There’s only so many people this could be lol, really makes me wonder.

Edit: found who it is. Why am I not surprised?



I don't know anything about this field and I certainly don't know any people involved, but this comment made me curious and after a few google searches I think I can tell who it is too.

Which leads me into some thoughts about not rushing to judgement. I believe the commenter above is doing his best to be a reliable narrator, but it's always possible there was more to this story that was not visible to him at the time, that might exculpate a bit. It's also notable that people change over time, can improve on their faults, and might have learned something in the years since. Best not to view their past mistakes as forever damaging.


I also did a few Google searches and am no closer to figuring out who this is supposed to be :(

For what it's worth, I agree with you that we shouldn't rush to judgement. While its certainly possible in this particular case that there was genuine misconduct, quite often there is a simple misunderstanding.

As an anecdote, during my graduate work I had a fellow PhD candidate convinced his guide was out to sabotage his work, because it 'threatened' to overthrow the guide's long established model. He was convinced that the work of the prior student's work that clashed with his was fudged, and that the PI was covering it up. It is possible? Sure, but not very likely. It's a tad convenient when the people you disagree with also happen to be mustache twirling villains.

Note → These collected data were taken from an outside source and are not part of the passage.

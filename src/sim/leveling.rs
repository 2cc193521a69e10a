//! Pickups, experience and level-up offers
//!
//! Currency pickups are magnetized toward the player and, once touched, pay
//! into both the gold ledger and the experience counter. Each level gained
//! queues an offer of distinct upgrades with independently rolled rarities;
//! the run stays frozen until every queued offer has been answered.

use std::collections::VecDeque;

use glam::Vec2;
use rand::Rng;
use serde::{Deserialize, Serialize};

use super::buffs::BuffKind;
use super::character::Trait;
use super::collision::circle_ellipse_overlap;
use super::events::GameEvent;
use super::progression::StatKey;
use super::state::{GamePhase, SimulationContext};
use crate::consts::*;

const POTION_CHANCE: f32 = 0.15;
const POTION_TICKS: u32 = 300;
const POTION_MAGNITUDE: f32 = 0.25;

#[derive(Debug, Clone, Copy, PartialEq, Eq, Serialize, Deserialize)]
pub enum PickupKind {
    /// Gold and experience
    Coin,
    /// Boss drop, worth more than a coin
    Gem,
    /// Restores health
    Heal,
}

#[derive(Debug, Clone, Serialize, Deserialize)]
pub struct Pickup {
    pub id: u32,
    pub kind: PickupKind,
    pub pos: Vec2,
    pub radius: f32,
    /// Currency value, or heal amount
    pub value: f32,
}

impl Pickup {
    pub fn coin(id: u32, pos: Vec2) -> Self {
        Self {
            id,
            kind: PickupKind::Coin,
            pos,
            radius: COIN_RADIUS,
            value: COIN_VALUE as f32,
        }
    }

    pub fn gem(id: u32, pos: Vec2) -> Self {
        Self {
            id,
            kind: PickupKind::Gem,
            pos,
            radius: GEM_RADIUS,
            value: GEM_VALUE as f32,
        }
    }

    pub fn heal(id: u32, pos: Vec2) -> Self {
        Self {
            id,
            kind: PickupKind::Heal,
            pos,
            radius: HEAL_PICKUP_RADIUS,
            value: HEAL_AMOUNT,
        }
    }

    pub fn is_currency(&self) -> bool {
        matches!(self.kind, PickupKind::Coin | PickupKind::Gem)
    }
}

/// Per-tick pull toward the player for a pickup `dist` away inside `radius`
pub fn magnet_pull(radius: f32, dist: f32) -> f32 {
    if dist >= radius {
        return 0.0;
    }
    (1.0 + (radius - dist) / 20.0).min(MAGNET_MAX_PULL)
}

#[derive(Debug, Clone, Copy, PartialEq, Eq, Serialize, Deserialize)]
pub enum Rarity {
    Normal,
    Rare,
    Epic,
    Legendary,
}

impl Rarity {
    pub const ALL: [Rarity; 4] = [Rarity::Normal, Rarity::Rare, Rarity::Epic, Rarity::Legendary];

    /// Fractional stat bonus
    pub fn bonus(&self) -> f32 {
        match self {
            Rarity::Normal => 0.25,
            Rarity::Rare => 0.5,
            Rarity::Epic => 1.0,
            Rarity::Legendary => 2.0,
        }
    }

    pub fn weight(&self) -> u32 {
        match self {
            Rarity::Normal => 60,
            Rarity::Rare => 25,
            Rarity::Epic => 10,
            Rarity::Legendary => 5,
        }
    }

    pub fn name(&self) -> &'static str {
        match self {
            Rarity::Normal => "Normal",
            Rarity::Rare => "Rare",
            Rarity::Epic => "Epic",
            Rarity::Legendary => "Legendary",
        }
    }

    /// Weighted pick for a draw in [0, 1)
    pub fn from_roll(roll: f32) -> Self {
        let total: u32 = Self::ALL.iter().map(|r| r.weight()).sum();
        let mut target = roll.clamp(0.0, 1.0) * total as f32;
        for rarity in Self::ALL {
            let w = rarity.weight() as f32;
            if target < w {
                return rarity;
            }
            target -= w;
        }
        Rarity::Legendary
    }
}

/// Level-up pool: display name and the stat it scales
pub const UPGRADE_POOL: [(&str, StatKey); 6] = [
    ("Fleet Feet", StatKey::Speed),
    ("Rapid Fire", StatKey::FireRate),
    ("Hotter Flames", StatKey::Damage),
    ("Bigger Blasts", StatKey::ProjectileSize),
    ("Blazing Hands", StatKey::FireRate),
    ("White Heat", StatKey::Damage),
];

#[derive(Debug, Clone, Copy, PartialEq, Serialize, Deserialize)]
pub struct UpgradeChoice {
    /// Index into `UPGRADE_POOL`
    pub pool_index: usize,
    pub stat: StatKey,
    pub rarity: Rarity,
}

impl UpgradeChoice {
    pub fn name(&self) -> &'static str {
        UPGRADE_POOL
            .get(self.pool_index)
            .map(|(name, _)| *name)
            .unwrap_or("Unknown")
    }
}

#[derive(Debug, Clone, PartialEq, Serialize, Deserialize)]
pub struct UpgradeOffer {
    /// Level that earned this offer
    pub level: u32,
    pub choices: Vec<UpgradeChoice>,
}

#[derive(Debug, Clone, Serialize, Deserialize)]
pub struct LevelState {
    pub level: u32,
    pub xp: u32,
    pub next_threshold: u32,
    /// Offers waiting for a choice, oldest first
    pub pending: VecDeque<UpgradeOffer>,
}

impl Default for LevelState {
    fn default() -> Self {
        Self {
            level: 1,
            xp: 0,
            next_threshold: FIRST_LEVEL_THRESHOLD,
            pending: VecDeque::new(),
        }
    }
}

/// Threshold after `current`, grown and rounded up
pub fn grow_threshold(current: u32) -> u32 {
    ((current as f32 * LEVEL_THRESHOLD_GROWTH).ceil() as u32).max(current + 1)
}

/// Magnetize, collect and convert pickups for one tick
pub fn step_leveling(state: &mut SimulationContext) {
    let magnet = state.progression.magnet_radius();
    let player_axes = state.player.body.hit_ellipse();
    let player_pos = state.player.pos();

    let mut collected = Vec::new();
    state.pickups.retain_mut(|pickup| {
        if pickup.is_currency() {
            let to = player_pos - pickup.pos;
            let dist = to.length();
            let pull = magnet_pull(magnet, dist);
            if pull > 0.0 && dist > 1e-4 {
                pickup.pos += to / dist * pull.min(dist);
            }
        }
        if circle_ellipse_overlap(pickup.pos, pickup.radius, player_pos, player_axes) {
            collected.push((pickup.kind, pickup.value));
            false
        } else {
            true
        }
    });

    let mut xp = 0;
    for (kind, value) in collected {
        match kind {
            PickupKind::Heal => {
                state.player.body.heal(value);
                state.emit(GameEvent::HealCollected { amount: value });
            }
            PickupKind::Coin | PickupKind::Gem => {
                let value = value.max(0.0) as u32;
                state.ledger.collect(value as f64);
                xp += value;
                state.emit(GameEvent::CoinCollected { value });
                maybe_brew_potion(state);
            }
        }
    }
    gain_xp(state, xp);
}

/// Alchemist trait: currency pickups may grant a temporary potion
fn maybe_brew_potion(state: &mut SimulationContext) {
    if state.player.character.trait_kind() != Trait::Potions {
        return;
    }
    if state.roll() >= POTION_CHANCE {
        return;
    }
    let kind = BuffKind::potion_from_roll(state.roll());
    state
        .buffs
        .add(&mut state.progression.stats, kind, POTION_MAGNITUDE, POTION_TICKS);
    log::debug!("Potion brewed: {:?}", kind);
}

/// Add experience and queue an offer per level gained
pub fn gain_xp(state: &mut SimulationContext, amount: u32) {
    state.leveling.xp += amount;
    while state.leveling.xp >= state.leveling.next_threshold {
        state.leveling.xp -= state.leveling.next_threshold;
        state.leveling.level += 1;
        state.leveling.next_threshold = grow_threshold(state.leveling.next_threshold);

        let level = state.leveling.level;
        let offer = roll_offer(state, level);
        state.leveling.pending.push_back(offer);
        log::info!("Level up: {}", level);
        state.emit(GameEvent::LevelUp { level });
    }
    if !state.leveling.pending.is_empty() && state.phase == GamePhase::Playing {
        state.phase = GamePhase::UpgradeChoice;
    }
}

/// Sample distinct upgrades from the pool, each with its own rarity
fn roll_offer(state: &mut SimulationContext, level: u32) -> UpgradeOffer {
    let mut indices: Vec<usize> = (0..UPGRADE_POOL.len()).collect();
    let count = UPGRADE_CHOICES.min(indices.len());
    let mut choices = Vec::with_capacity(count);
    for i in 0..count {
        let j = state.rng.random_range(i..indices.len());
        indices.swap(i, j);
        let pool_index = indices[i];
        let rarity = Rarity::from_roll(state.roll());
        choices.push(UpgradeChoice {
            pool_index,
            stat: UPGRADE_POOL[pool_index].1,
            rarity,
        });
    }
    UpgradeOffer { level, choices }
}

/// Commit a choice from the oldest pending offer. An out-of-range index or
/// an empty queue is a no-op.
pub fn choose_upgrade(state: &mut SimulationContext, index: usize) -> Option<UpgradeChoice> {
    let choice = state.leveling.pending.front()?.choices.get(index).copied()?;
    state.leveling.pending.pop_front();
    state.progression.apply_bonus(choice.stat, choice.rarity.bonus());

    log::info!("Upgrade chosen: {} ({})", choice.name(), choice.rarity.name());
    state.emit(GameEvent::UpgradeChosen {
        stat: choice.stat,
        rarity: choice.rarity,
    });
    if state.leveling.pending.is_empty() && state.phase == GamePhase::UpgradeChoice {
        state.phase = GamePhase::Playing;
    }
    Some(choice)
}

#[cfg(test)]
mod tests {
    use super::*;
    use crate::sim::character::Character;
    use crate::sim::state::{RunConfig, WorldBounds};
    use crate::sim::{EconomyLedger, PermanentUpgrades};

    fn arena() -> SimulationContext {
        SimulationContext::new(8, WorldBounds::default())
    }

    #[test]
    fn test_rarity_from_roll() {
        assert_eq!(Rarity::from_roll(0.0), Rarity::Normal);
        assert_eq!(Rarity::from_roll(0.59), Rarity::Normal);
        assert_eq!(Rarity::from_roll(0.61), Rarity::Rare);
        assert_eq!(Rarity::from_roll(0.9), Rarity::Epic);
        assert_eq!(Rarity::from_roll(0.97), Rarity::Legendary);
        assert_eq!(Rarity::from_roll(1.0), Rarity::Legendary);
    }

    #[test]
    fn test_threshold_growth() {
        assert_eq!(grow_threshold(5), 8);
        assert_eq!(grow_threshold(8), 12);
        assert_eq!(grow_threshold(12), 18);
    }

    #[test]
    fn test_magnet_pull_strength() {
        assert_eq!(magnet_pull(110.0, 200.0), 0.0);
        assert_eq!(magnet_pull(110.0, 100.0), 1.5);
        assert_eq!(magnet_pull(110.0, 0.0), MAGNET_MAX_PULL);
    }

    #[test]
    fn test_coin_pulled_then_collected() {
        let mut state = arena();
        let start = state.player.pos() + Vec2::new(60.0, 0.0);
        state.pickups.push(Pickup::coin(100, start));
        step_leveling(&mut state);
        assert!(state.pickups[0].pos.x < start.x);

        for _ in 0..60 {
            step_leveling(&mut state);
        }
        assert!(state.pickups.is_empty());
        assert_eq!(state.ledger.gold, 1.0);
        assert_eq!(state.leveling.xp, 1);
    }

    #[test]
    fn test_heal_not_magnetized() {
        let mut state = arena();
        state.player.body.hp = 50.0;
        let pos = state.player.pos() + Vec2::new(60.0, 0.0);
        state.pickups.push(Pickup::heal(100, pos));
        step_leveling(&mut state);
        assert_eq!(state.pickups[0].pos, pos);

        state.pickups[0].pos = state.player.pos();
        step_leveling(&mut state);
        assert_eq!(state.player.body.hp, 75.0);
    }

    #[test]
    fn test_multiple_level_ups_queue_offers() {
        let mut state = arena();
        gain_xp(&mut state, 5 + 8 + 1);
        assert_eq!(state.leveling.level, 3);
        assert_eq!(state.leveling.xp, 1);
        assert_eq!(state.leveling.next_threshold, 12);
        assert_eq!(state.leveling.pending.len(), 2);
        assert_eq!(state.phase, GamePhase::UpgradeChoice);

        choose_upgrade(&mut state, 0).unwrap();
        assert_eq!(state.phase, GamePhase::UpgradeChoice);
        choose_upgrade(&mut state, 2).unwrap();
        assert_eq!(state.phase, GamePhase::Playing);
    }

    #[test]
    fn test_offer_has_no_repeats() {
        let mut state = arena();
        for _ in 0..20 {
            let offer = roll_offer(&mut state, 2);
            assert_eq!(offer.choices.len(), UPGRADE_CHOICES);
            let mut seen: Vec<usize> = offer.choices.iter().map(|c| c.pool_index).collect();
            seen.sort();
            seen.dedup();
            assert_eq!(seen.len(), UPGRADE_CHOICES);
        }
    }

    #[test]
    fn test_choice_applies_rarity_bonus() {
        let mut state = arena();
        state.leveling.pending.push_back(UpgradeOffer {
            level: 2,
            choices: vec![UpgradeChoice {
                pool_index: 0,
                stat: StatKey::Speed,
                rarity: Rarity::Epic,
            }],
        });
        state.phase = GamePhase::UpgradeChoice;
        let before = state.progression.stats.speed;
        assert!(choose_upgrade(&mut state, 5).is_none());
        assert_eq!(state.leveling.pending.len(), 1);

        choose_upgrade(&mut state, 0).unwrap();
        assert!((state.progression.stats.speed - before * 2.0).abs() < 1e-6);
    }

    #[test]
    fn test_alchemist_may_brew_potions() {
        let config = RunConfig {
            seed: 21,
            character: Character::Fizzle,
            ..Default::default()
        };
        let mut state = SimulationContext::from_config(
            config,
            EconomyLedger::default(),
            PermanentUpgrades::default(),
        );
        let at = state.player.pos();
        for i in 0..200 {
            state.pickups.push(Pickup::coin(1000 + i, at));
            step_leveling(&mut state);
            state.phase = GamePhase::Playing;
            state.leveling.pending.clear();
        }
        assert!(!state.buffs.is_empty());
    }
}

I've seen a general trend with young academics at the beginning of their scientific career. They tend to be exuberant, convinced of their own superiority. Until that point, they've tended to be the smartest person in the room, the pick of the lot from among their peers. Hit graduate school, and suddenly everybody around you is just as smart as you, but that appreciation takes a few years to sink in. When your experiments don't work, it's hard to digest and easy to imagine the other guy cutting corners. I'm not suggesting that this is what happened with the top level comment, but could explain many of the other comments I see here.


Those people can still be useful:

When there is an open question, with important consequences but unclear resolution, it is hard to know the right answer. Somehow, it is easier to know the wrong answer, and that person will reach for it immediately. So, watch him and choose the opposite.

In any group there is such a person, called the Oracle of Wrong, and almost anybody can tell you who it is. He is the one most likely to wear a trilby, and no wrong choice he has made has ever caused him any personal discomfort.